A few days ago, I found what I think is my new favorite place in all of Jerusalem. The Church of St. Anne in the Old City, next to the Pools of Bethesda (close to Lion’s (or St. Stephen’s) Gate). I had heard great things over the years but never managed to make it. Within 30 minutes, I was a convert (pun only slightly intended). Why would this be my new favorite place?
Because it is, and it inspires, what I have always believed to be the essence of Jerusalem: holiness, awe, uniqueness. A place where the most mundane experience becomes extraordinary solely because it happened to you in Jerusalem.
If you’ve been to St. Anne, you may have an idea of what I mean. Built in the 12th century, it’s a church renowned for its near-perfect acoustics. As such, people and groups from around the world come there not just to visit and look around and marvel at something so old, but to sing. Like they never have before. Because it’s Jerusalem.
It’s extraordinary, really: one group walks in, sits in the front pews. Then, with hardly a word, they start singing. Ave Maria. Amazing Grace. Or whatever hymn or song moves their group the most. They sing and sing, then stop, get up, walk down to see the tomb (or at least what some believe to be the tomb) of Anne (Mary’s mother) and location of Mary’s birth. In the meantime, another group takes their place in the pews and sings their own hearts and souls out. Maybe someone has a guitar, but no one needs a microphone, and mostly there are just human voices, inspired from the depths of their beliefs, whatever those may be.

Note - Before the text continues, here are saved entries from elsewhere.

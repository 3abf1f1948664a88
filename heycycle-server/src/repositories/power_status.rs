use std::sync::Arc;

use sqlx::{Error, Pool, Sqlite};

use crate::configs::Storage;
use crate::models::PowerStatus;

#[derive(Clone)]
pub struct PowerStatusRepository {
    storage: Arc<Storage>,
}

impl PowerStatusRepository {
    pub fn new(storage: Arc<Storage>) -> Self {
        Self { storage }
    }

    pub fn get_pool(&self) -> &Pool<Sqlite> {
        self.storage.get_pool()
    }
}

impl PowerStatusRepository {
    pub async fn create(&self, item: &PowerStatus) -> Result<i64, Error> {
        let id = sqlx::query(
            r#"
            INSERT INTO power_status (cycle_id, timestamp, device_id, fog, plasma, pump, description)
            VALUES ($1, $2, $3, $4, $5, $6, $7)
            "#,
        )
        .bind(item.cycle_id)
        .bind(item.timestamp)
        .bind(&item.device_id)
        .bind(item.fog)
        .bind(item.plasma)
        .bind(item.pump)
        .bind(&item.description)
        .execute(self.get_pool())
        .await?
        .last_insert_rowid();

        Ok(id)
    }

    pub async fn find_by_id(&self, id: i64) -> Result<Option<PowerStatus>, Error> {
        let record: Option<PowerStatus> =
            sqlx::query_as("SELECT * FROM power_status WHERE id = $1")
                .bind(id)
                .fetch_optional(self.get_pool())
                .await?;

        Ok(record)
    }

    pub async fn find_by_cycle_id(&self, cycle_id: i64) -> Result<Vec<PowerStatus>, Error> {
        let records: Vec<PowerStatus> =
            sqlx::query_as("SELECT * FROM power_status WHERE cycle_id = $1 ORDER BY id")
                .bind(cycle_id)
                .fetch_all(self.get_pool())
                .await?;

        Ok(records)
    }

    /// Newest first.
    pub async fn find_recent(&self, device_id: &str, limit: i64) -> Result<Vec<PowerStatus>, Error> {
        let records: Vec<PowerStatus> = sqlx::query_as(
            r#"
            SELECT * FROM power_status
            WHERE device_id = $1
            ORDER BY id DESC
            LIMIT $2
            "#,
        )
        .bind(device_id)
        .bind(limit)
        .fetch_all(self.get_pool())
        .await?;

        Ok(records)
    }
}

I watched four groups in a row do this the other day, while my baby boy looked up at me in amazement and joy. (The down side is all of the singing makes for quite a distraction from his bottle). And while he was looking at me so intently, I wondered why.
Why would people from around the world (two of the groups I saw were American, one was Italian, and the other from somewhere in Eastern Europe; a Japanese group was on its way in when I left) come here to sing like this?
Why? Because the church is renowned for acoustics? Maybe. But there are plenty of places in the world with good acoustics; I think more so because it’s Jerusalem. It’s a city that inspires – at least the idea of the city inspires – people to believe a little bit more than they do anywhere else. Maybe because they think God, whichever version of God, can hear them a little more clearly here. Maybe because they feel inspired by the examples set by those who have come before, feel that they’ll start to hear and heed the words of Jesus a bit more when they walk on some of the same stones that he did.
Maybe because there is a little Jerusalem syndrome in all of us – a moment where all of us feel that we can be just a bit more than we are anywhere else. That we can leave real or normal life for a moment and be, well, holy. That we can indeed save this world that needs saving so badly.
Maybe because Psalm 122 still rings true for all of us.
A Song of Ascents; of David. I rejoiced when they said unto me: ‘Let us go unto the house of HaShem.’
Our feet are standing within thy gates, O Jerusalem;
Jerusalem, that art builded as a city that is compact together;
Whither the tribes went up, even the tribes of HaShem, as a testimony unto Israel, to give thanks unto the name of HaShem.
For there were set thrones for judgment, the thrones of the house of David.
Pray for the peace of Jerusalem; may they prosper that love thee.
Peace be within thy walls, and prosperity within thy palaces.
For my brethren and companions’ sakes, I will now say: ‘Peace be within thee.’
For the sake of the house of HaShem our G-d I will seek thy good.
I think we all pray – and sing — for the peace of Jerusalem, for peace within its walls because we believe that if there is peace here, then peace should reign everywhere. Conversely, the further from peace is Jerusalem, the further we are all from peace, from holiness, from ourselves. So we come here from all over to be a part of the city for a moment, to sing as loud as we can, in the hope that someone will hear.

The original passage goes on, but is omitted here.